You can save and load optimized programs:

# Save the optimized program

optimized_rag.save("optimized_rag.json")

# Load it later

loaded_rag = RAG()

loaded_rag.load("optimized_rag.json")

The saved file contains the optimized instructions and demonstrations in JSON format - no model weights, just the learned prompting strategy.

Why This Matters

The shift from prompting to programming mirrors what happened in deep learning. Early practitioners hand-designed features - edge detectors, color histograms, texture descriptors. Backpropagation made features learnable. The field exploded.

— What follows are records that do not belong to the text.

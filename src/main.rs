use std::process::ExitCode;

use clap::Parser;
use log::{error, info};

use courtnotes::{App, Cli, Config};

pub fn initialize_logger(verbose: bool) {
    let default_level = if verbose { "debug" } else { "info" };
    env_logger::Builder::from_env(env_logger::Env::default().default_filter_or(default_level))
        .format_timestamp_secs()
        .format_module_path(true)
        .init();

    info!("Logger initialized");
}

#[tokio::main]
async fn main() -> ExitCode {
    let cli = Cli::parse();
    initialize_logger(cli.verbose);

    info!("Application starting up");

    let mut config = match Config::load(cli.config.as_deref()) {
        Ok(config) => config,
        Err(e) => {
            error!("Failed to load configuration: {}", e);
            eprintln!("{}", console::style(format!("Error: {}", e)).red());
            return ExitCode::FAILURE;
        }
    };
    if let Some(vault) = cli.vault {
        config.vault_dir = vault;
    }

    let result = match App::new(config, cli.config, cli.verbose) {
        Ok(app) => app.run(cli.command).await,
        Err(e) => Err(e),
    };

    info!("Application shutting down");
    match result {
        Ok(()) => ExitCode::SUCCESS,
        Err(e) => {
            error!("Command failed: {}", e);
            eprintln!("{}", console::style(format!("Error: {}", e)).red());
            ExitCode::FAILURE
        }
    }
}
use std::sync::Arc;

use chrono::NaiveDate;
use log::{debug, info, warn};

use crate::{retry_with, Extractor, RetryPolicy, Scene, SceneSchema, StructuredRecord};

/// Turns free text into a [`StructuredRecord`] through the extractor.
///
/// The extractor is called exactly once per record; any failure yields the
/// raw-text fallback record instead of an error so the note is still saved.
pub struct StructuringAdapter {
    extractor: Arc<dyn Extractor>,
}

impl StructuringAdapter {
    pub fn new(extractor: Arc<dyn Extractor>) -> Self {
        Self { extractor }
    }

    pub async fn structure(&self, raw_text: &str, scene: Scene, date: NaiveDate) -> StructuredRecord {
        let schema = SceneSchema::for_scene(scene);
        debug!(
            "Structuring {} chars for {} on {} ({} fields)",
            raw_text.len(),
            scene,
            date,
            schema.fields.len()
        );

        let output = retry_with(RetryPolicy::none(), "structuring", || {
            self.extractor.extract(raw_text, scene, &schema)
        })
        .await;

        let output = match output {
            Ok(output) => output,
            Err(e) => {
                warn!("Structuring unavailable for {} note on {}, keeping raw text: {}", scene, date, e);
                return StructuredRecord::fallback(raw_text, scene);
            }
        };

        match StructuredRecord::from_model_output(raw_text, scene, &output) {
            Ok(record) => {
                info!("Structured {} entry with {} tags", scene, record.tags.len());
                record
            }
            Err(e) => {
                warn!("Could not parse structuring output for {} note on {}: {}", scene, date, e);
                StructuredRecord::fallback(raw_text, scene)
            }
        }
    }

    /// Free-form summary; `None` when the extractor is unavailable.
    pub async fn summarize(&self, prompt: &str) -> Option<String> {
        match self.extractor.summarize(prompt).await {
            Ok(summary) if !summary.trim().is_empty() => Some(summary.trim().to_string()),
            Ok(_) => None,
            Err(e) => {
                warn!("Summary unavailable: {}", e);
                None
            }
        }
    }
}

#[cfg(test)]
mod tests {
    use std::sync::atomic::{AtomicU32, Ordering};

    use async_trait::async_trait;

    use super::*;
    use crate::{CollaboratorError, OfflineExtractor, SceneDetails};

    struct Scripted {
        output: std::result::Result<String, CollaboratorError>,
        calls: AtomicU32,
    }

    #[async_trait]
    impl Extractor for Scripted {
        async fn extract(
            &self,
            _text: &str,
            _scene: Scene,
            _schema: &SceneSchema,
        ) -> std::result::Result<String, CollaboratorError> {
            self.calls.fetch_add(1, Ordering::SeqCst);
            self.output.clone()
        }

        async fn summarize(&self, _prompt: &str) -> std::result::Result<String, CollaboratorError> {
            self.output.clone()
        }
    }

    fn date() -> NaiveDate {
        NaiveDate::from_ymd_opt(2025, 1, 27).unwrap()
    }

    #[tokio::test]
    async fn parses_model_output() {
        let adapter = StructuringAdapter::new(Arc::new(Scripted {
            output: Ok(r#"{"tags":["serve"],"summary":"ok","coach_feedback":"toss higher"}"#.into()),
            calls: AtomicU32::new(0),
        }));
        let record = adapter.structure("lesson notes", Scene::Lesson, date()).await;
        assert_eq!(record.summary.as_deref(), Some("ok"));
        assert!(record.tags.contains(&"serve".to_string()));
        match record.details {
            SceneDetails::Lesson(d) => assert_eq!(d.coach_feedback.as_deref(), Some("toss higher")),
            other => panic!("unexpected details {:?}", other),
        }
    }

    #[tokio::test]
    async fn malformed_output_falls_back_to_raw_text() {
        let adapter = StructuringAdapter::new(Arc::new(Scripted {
            output: Ok("I could not do that".into()),
            calls: AtomicU32::new(0),
        }));
        let record = adapter.structure("hit 100 serves", Scene::WallPractice, date()).await;
        assert_eq!(record, StructuredRecord::fallback("hit 100 serves", Scene::WallPractice));
    }

    #[tokio::test]
    async fn quota_errors_are_not_retried() {
        let extractor = Arc::new(Scripted {
            output: Err(CollaboratorError::QuotaExceeded("429".into())),
            calls: AtomicU32::new(0),
        });
        let adapter = StructuringAdapter::new(extractor.clone());
        let record = adapter.structure("text", Scene::Match, date()).await;
        assert_eq!(record.raw_text, "text");
        assert!(record.details.is_empty());
        assert_eq!(extractor.calls.load(Ordering::SeqCst), 1);
    }

    #[tokio::test]
    async fn offline_summary_is_an_excerpt() {
        let adapter = StructuringAdapter::new(Arc::new(OfflineExtractor));
        assert_eq!(adapter.summarize("intro\n- one\n- two").await.as_deref(), Some("- one\n- two"));
        assert_eq!(adapter.summarize("nothing listed").await, None);
    }
}
//! Best-effort extraction of a calendar date from free text.
//!
//! Recognised, in priority order: `YYYY-MM-DD` / `YYYY/MM/DD`, relative
//! phrases (`today`, `day before yesterday`, `yesterday`, `N days ago` and
//! their Japanese forms), then bare `MM/DD` in the current year.

use std::sync::LazyLock;

use chrono::{Datelike, Duration, NaiveDate};
use regex::Regex;

static FULL_DATE_RE: LazyLock<Regex> =
    LazyLock::new(|| Regex::new(r"(\d{4})[/-](\d{1,2})[/-](\d{1,2})").unwrap());

static SHORT_DATE_RE: LazyLock<Regex> =
    LazyLock::new(|| Regex::new(r"\b(\d{1,2})[/-](\d{1,2})\b").unwrap());

static DAYS_AGO_RE: LazyLock<Regex> = LazyLock::new(|| {
    Regex::new(r"(?i)(\d{1,3})\s*(?:days?\s+ago|日前)").unwrap()
});

static DATE_WORD_RE: LazyLock<Regex> = LazyLock::new(|| {
    Regex::new(r"(?i)^(?:\d{4}[/-]\d{1,2}[/-]\d{1,2}|\d{1,2}[/-]\d{1,2}|today|yesterday|days?|ago|\d+)$")
        .unwrap()
});

/// Extracts a date from `text`, resolving relative phrases against `today`.
pub fn parse_date_hint(text: &str, today: NaiveDate) -> Option<NaiveDate> {
    if let Some(caps) = FULL_DATE_RE.captures(text) {
        if let Some(date) = ymd(&caps[1], &caps[2], &caps[3]) {
            return Some(date);
        }
    }

    let lower = text.to_lowercase();
    if lower.contains("today") || text.contains("今日") {
        return Some(today);
    }
    // Checked before "yesterday": 一昨日 contains 昨日.
    if lower.contains("day before yesterday") || text.contains("一昨日") || text.contains("おととい") {
        return today.checked_sub_signed(Duration::days(2));
    }
    if lower.contains("yesterday") || text.contains("昨日") {
        return today.checked_sub_signed(Duration::days(1));
    }
    if let Some(caps) = DAYS_AGO_RE.captures(text) {
        let days: i64 = caps[1].parse().ok()?;
        return today.checked_sub_signed(Duration::days(days));
    }

    if let Some(caps) = SHORT_DATE_RE.captures(text) {
        let month: u32 = caps[1].parse().ok()?;
        let day: u32 = caps[2].parse().ok()?;
        return NaiveDate::from_ymd_opt(today.year(), month, day);
    }

    None
}

/// True for tokens that only carry date information ("2025-01-27", "ago", "3").
pub fn is_date_word(word: &str) -> bool {
    DATE_WORD_RE.is_match(word)
}

fn ymd(year: &str, month: &str, day: &str) -> Option<NaiveDate> {
    NaiveDate::from_ymd_opt(year.parse().ok()?, month.parse().ok()?, day.parse().ok()?)
}
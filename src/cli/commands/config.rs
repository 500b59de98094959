//! Config command handler

use crate::args::ConfigSubcommand;
use gpa_ledger::config::Config;
use std::io::{self, BufRead, Write};

/// Dispatch config subcommands
///
/// # Errors
/// Returns a printable message when a key or value is rejected or the
/// config file cannot be written
pub fn run(
    subcommand: Option<ConfigSubcommand>,
    config: &mut Config,
    defaults: &Config,
) -> Result<(), String> {
    match subcommand {
        None => show(config, None),
        Some(ConfigSubcommand::Get { key }) => show(config, key.as_deref()),
        Some(ConfigSubcommand::Set { key, value }) => {
            config.set(&key, &value)?;
            save(config)?;
            println!("✓ Set {key} = {value}");
            Ok(())
        }
        Some(ConfigSubcommand::Unset { key }) => {
            config.unset(&key, defaults)?;
            save(config)?;
            println!("✓ Reset {key} to default");
            Ok(())
        }
        Some(ConfigSubcommand::Reset) => reset(io::stdin().lock()),
    }
}

fn show(config: &Config, key: Option<&str>) -> Result<(), String> {
    match key {
        Some(k) => {
            let value = config
                .get(k)
                .ok_or_else(|| format!("Unknown config key: '{k}'"))?;
            println!("{value}");
        }
        None => {
            println!("\n=== Configuration ===\n");
            print!("{config}");
        }
    }
    Ok(())
}

fn save(config: &Config) -> Result<(), String> {
    config
        .save()
        .map_err(|e| format!("Failed to save config: {e}"))
}

fn reset<R: BufRead>(mut input: R) -> Result<(), String> {
    if !Config::get_config_file_path().exists() {
        println!("✓ Config is already at defaults");
        return Ok(());
    }

    print!("Are you sure you want to reset config to defaults? (y/n): ");
    io::stdout().flush().ok();

    let mut response = String::new();
    input.read_line(&mut response).ok();

    if confirmed(&response) {
        Config::reset().map_err(|e| format!("Failed to remove config file: {e}"))?;
        println!("✓ Config reset to defaults");
    } else {
        println!("✗ Reset cancelled");
    }
    Ok(())
}

fn confirmed(response: &str) -> bool {
    let answer = response.trim();
    answer.eq_ignore_ascii_case("y") || answer.eq_ignore_ascii_case("yes")
}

DSPy is attempting the same transition for LLM applications. When prompts are generated by a compiler rather than a human, several things change:

Programs become portable. The same DSPy code can target GPT-4, Claude, or a local Llama model. The optimizer adapts to each model's strengths - more demonstrations for smaller models, more concise instructions for larger ones.

Optimization becomes systematic. Instead of "try adding 'think step by step' and see what happens," you define a metric, provide examples, and let an algorithm search the space. This is repeatable, measurable, and debuggable.

Complexity becomes manageable. A pipeline with five LM calls is not five prompt engineering problems. It is one program with five modules. The optimizer tunes them jointly, accounting for how changes in one module affect downstream modules.

DSPy does not eliminate the need to think carefully about your task. You still need good signatures, a meaningful metric, and representative training data. But it moves the work from "guess the right prompt" to "specify the right behavior" - from craft to engineering.

The key question is not "what prompt should I write?" but "what should this module do, and how will I know if it's doing it well?"